Sinds de Europese licentie op 8 januari is vervallen, worden nergens in Europa nog Tupperware-producten gemaakt. Er zal nu noodgedwongen bij de ondernemingsrechtbank van Aalst het faillissement worden aangevraagd.
Johan Quintelier: 'Dit is een drama voor de werknemers. Als het faillissement effectief wordt doorgevoerd, zal er geen geld genoeg zijn om de wettelijke ontslagvergoeding uit te betalen. Via een schuldvordering bij de curator zal er een tussenkomst zijn van het Fonds voor Sluiting van ondernemingen voor de werknemers van maximaal 30.500 euro bruto. Een voorschot / overbruggingsvergoeding dat, in afwachting van de definitieve afhandeling van het faillissement, absoluut onvoldoende is voor de grootste groep van de werknemers. De meesten onder hen hebben een zeer hoge anciënniteit in de onderneming, gemiddeld meer dan 20 jaar.

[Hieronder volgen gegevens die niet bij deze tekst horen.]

use async_trait::async_trait;

use crate::modules::accounts::application::domain::entities::Account;
use crate::modules::accounts::application::ports::outgoing::account_query::{
    AccountQuery, AccountQueryError,
};

#[derive(Debug, Clone, thiserror::Error)]
pub enum FetchAccountsError {
    #[error("Query error: {0}")]
    QueryError(String),
}

// The two retrieval policies, kept as separate, explicit calls. There is no
// accessor that silently decides for the caller whether deleted records are
// visible.
#[async_trait]
pub trait IFetchAccountsUseCase: Send + Sync {
    async fn list_active(&self) -> Result<Vec<Account>, FetchAccountsError>;
    async fn list_all(&self) -> Result<Vec<Account>, FetchAccountsError>;
}

#[derive(Clone)]
pub struct FetchAccountsUseCase<Q>
where
    Q: AccountQuery + Send + Sync,
{
    query: Q,
}

impl<Q> FetchAccountsUseCase<Q>
where
    Q: AccountQuery + Send + Sync,
{
    pub fn new(query: Q) -> Self {
        Self { query }
    }
}

#[async_trait]
impl<Q> IFetchAccountsUseCase for FetchAccountsUseCase<Q>
where
    Q: AccountQuery + Send + Sync,
{
    async fn list_active(&self) -> Result<Vec<Account>, FetchAccountsError> {
        self.query
            .list_active()
            .await
            .map_err(|e| FetchAccountsError::QueryError(e.to_string()))
    }

    async fn list_all(&self) -> Result<Vec<Account>, FetchAccountsError> {
        self.query
            .list_all()
            .await
            .map_err(|e| FetchAccountsError::QueryError(e.to_string()))
    }
}

#[cfg(test)]
mod tests {
    use super::*;
    use crate::shared::domain::record::{self, RecordStamp};
    use serde_json::Map;
    use uuid::Uuid;

    // In-memory store that applies the same filter the real read adapter
    // does, so the two policies are observable through the use case.
    struct MockAccountQuery {
        accounts: Vec<Account>,
        fail: bool,
    }

    #[async_trait]
    impl AccountQuery for MockAccountQuery {
        async fn list_active(&self) -> Result<Vec<Account>, AccountQueryError> {
            if self.fail {
                return Err(AccountQueryError::Database("connection lost".to_string()));
            }
            Ok(self
                .accounts
                .iter()
                .filter(|a| a.is_active())
                .cloned()
                .collect())
        }

        async fn list_all(&self) -> Result<Vec<Account>, AccountQueryError> {
            if self.fail {
                return Err(AccountQueryError::Database("connection lost".to_string()));
            }
            Ok(self.accounts.clone())
        }

        async fn find_active_by_email(
            &self,
            _email: &str,
        ) -> Result<Option<Account>, AccountQueryError> {
            Ok(None)
        }

        async fn find_by_id(
            &self,
            _account_id: Uuid,
        ) -> Result<Option<Account>, AccountQueryError> {
            Ok(None)
        }
    }

    fn account(email: &str) -> Account {
        Account {
            record: RecordStamp::new(),
            email: email.to_string(),
            password_hash: None,
            is_staff: false,
            is_superuser: false,
            picture: "acct-user-images/User.png".to_string(),
            show_onboarding: true,
            attrs: Map::new(),
        }
    }

    #[tokio::test]
    async fn test_soft_deleted_accounts_split_the_policies() {
        let kept = account("kept@example.com");
        let mut gone = account("gone@example.com");
        record::mark_deleted(&mut gone.record);

        let use_case = FetchAccountsUseCase::new(MockAccountQuery {
            accounts: vec![kept.clone(), gone.clone()],
            fail: false,
        });

        let active = use_case.list_active().await.unwrap();
        let all = use_case.list_all().await.unwrap();

        assert_eq!(active.len(), 1);
        assert_eq!(active[0].email, "kept@example.com");

        assert_eq!(all.len(), 2);
        assert!(all.iter().any(|a| a.email == "gone@example.com"));
    }

    #[tokio::test]
    async fn test_empty_store_is_not_an_error() {
        let use_case = FetchAccountsUseCase::new(MockAccountQuery {
            accounts: Vec::new(),
            fail: false,
        });

        assert!(use_case.list_active().await.unwrap().is_empty());
        assert!(use_case.list_all().await.unwrap().is_empty());
    }

    #[tokio::test]
    async fn test_query_failure_surfaces() {
        let use_case = FetchAccountsUseCase::new(MockAccountQuery {
            accounts: Vec::new(),
            fail: true,
        });

        let result = use_case.list_active().await;

        assert!(matches!(result, Err(FetchAccountsError::QueryError(_))));
    }
}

De grote schuldige in dit verhaal is het moederbedrijf Tupperware Brands in Orlando (VS). In oktober 2024 werd het overgenomen door zijn schuldeisers. Een schuldenberg van een 800 miljoen euro was de oorzaak. Uit het herstelplan werd The New Tupperware Company opgericht. Deze besliste om voortaan wereldwijd in slechts 8 van de 67 markten verder te opereren. Europa (en dus ook Aalst) maakte geen deel uit van het nieuwe plan. Ondanks het feit dat Europa sinds de overname als tweede beste verkoopmarkt uit de bus kwam, bleef de deur voor een doorstart dicht.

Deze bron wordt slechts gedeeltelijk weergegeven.